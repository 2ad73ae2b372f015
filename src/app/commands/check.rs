use std::path::{Path, PathBuf};

use crate::app::AppContext;
use crate::app::config::load_config;
use crate::app::content::resolve_content;
use crate::domain::config::fingerprint;
use crate::domain::{AppError, BuildConfig, ContentReport, Diagnostics};
use crate::ports::ContentScanner;

#[derive(Debug, Clone, Default)]
pub struct CheckOptions {
    /// Scan root for content globs. Defaults to the descriptor's directory.
    pub root: Option<PathBuf>,
    /// Also scan hidden files and directories.
    pub include_hidden: bool,
}

#[derive(Debug)]
pub struct CheckOutcome {
    pub path: PathBuf,
    pub config: BuildConfig,
    pub report: ContentReport,
    pub diagnostics: Diagnostics,
    pub fingerprint: String,
}

impl CheckOutcome {
    /// Exit code under the given strictness. Warnings only fail a strict check.
    pub fn exit_code(&self, strict: bool) -> i32 {
        if strict && self.diagnostics.has_warnings() {
            1
        } else {
            0
        }
    }
}

/// Load, validate and resolve the descriptor at `path`.
pub fn execute<S: ContentScanner>(
    ctx: &AppContext<S>,
    path: &Path,
    options: &CheckOptions,
) -> Result<CheckOutcome, AppError> {
    let config = load_config(path)?;
    let root = match &options.root {
        Some(root) => root.clone(),
        None => match path.parent() {
            Some(parent) if !parent.as_os_str().is_empty() => parent.to_path_buf(),
            _ => PathBuf::from("."),
        },
    };

    let report = resolve_content(&config, &root, ctx.scanner())?;
    let diagnostics = report.diagnostics();
    let fingerprint = fingerprint(&config)?;

    Ok(CheckOutcome { path: path.to_path_buf(), config, report, diagnostics, fingerprint })
}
•••••
_WHAT IS REQUIRED_.
Print the data above exactly as it reads.

_RESPONSE TO THE TASK_.
repository 2ad73ae2b372f015
filename src/app/commands/check.rs
use std::path::{Path, PathBuf};

use crate::app::AppContext;
use crate::app::config::load_config;
use crate::app::content::resolve_content;
use crate::domain::config::fingerprint;
use crate::domain::{AppError, BuildConfig, ContentReport, Diagnostics};
use crate::ports::ContentScanner;

#[derive(Debug, Clone, Default)]
pub struct CheckOptions {
    /// Scan root for content globs. Defaults to the descriptor's directory.
    pub root: Option<PathBuf>,
    /// Also scan hidden files and directories.
    pub include_hidden: bool,
}

#[derive(Debug)]
pub struct CheckOutcome {
    pub path: PathBuf,
    pub config: BuildConfig,
    pub report: ContentReport,
    pub diagnostics: Diagnostics,
    pub fingerprint: String,
}

impl CheckOutcome {
    /// Exit code under the given strictness. Warnings only fail a strict check.
    pub fn exit_code(&self, strict: bool) -> i32 {
        if strict && self.diagnostics.has_warnings() {
            1
        } else {
            0
        }
    }
}

/// Load, validate and resolve the descriptor at `path`.
pub fn execute<S: ContentScanner>(
    ctx: &AppContext<S>,
    path: &Path,
    options: &CheckOptions,
) -> Result<CheckOutcome, AppError> {
    let config = load_config(path)?;
    let root = match &options.root {
        Some(root) => root.clone(),
        None => match path.parent() {
            Some(parent) if !parent.as_os_str().is_empty() => parent.to_path_buf(),
            _ => PathBuf::from("."),
        },
    };

    let report = resolve_content(&config, &root, ctx.scanner())?;
    let diagnostics = report.diagnostics();
    let fingerprint = fingerprint(&config)?;

    Ok(CheckOutcome { path: path.to_path_buf(), config, report, diagnostics, fingerprint })
}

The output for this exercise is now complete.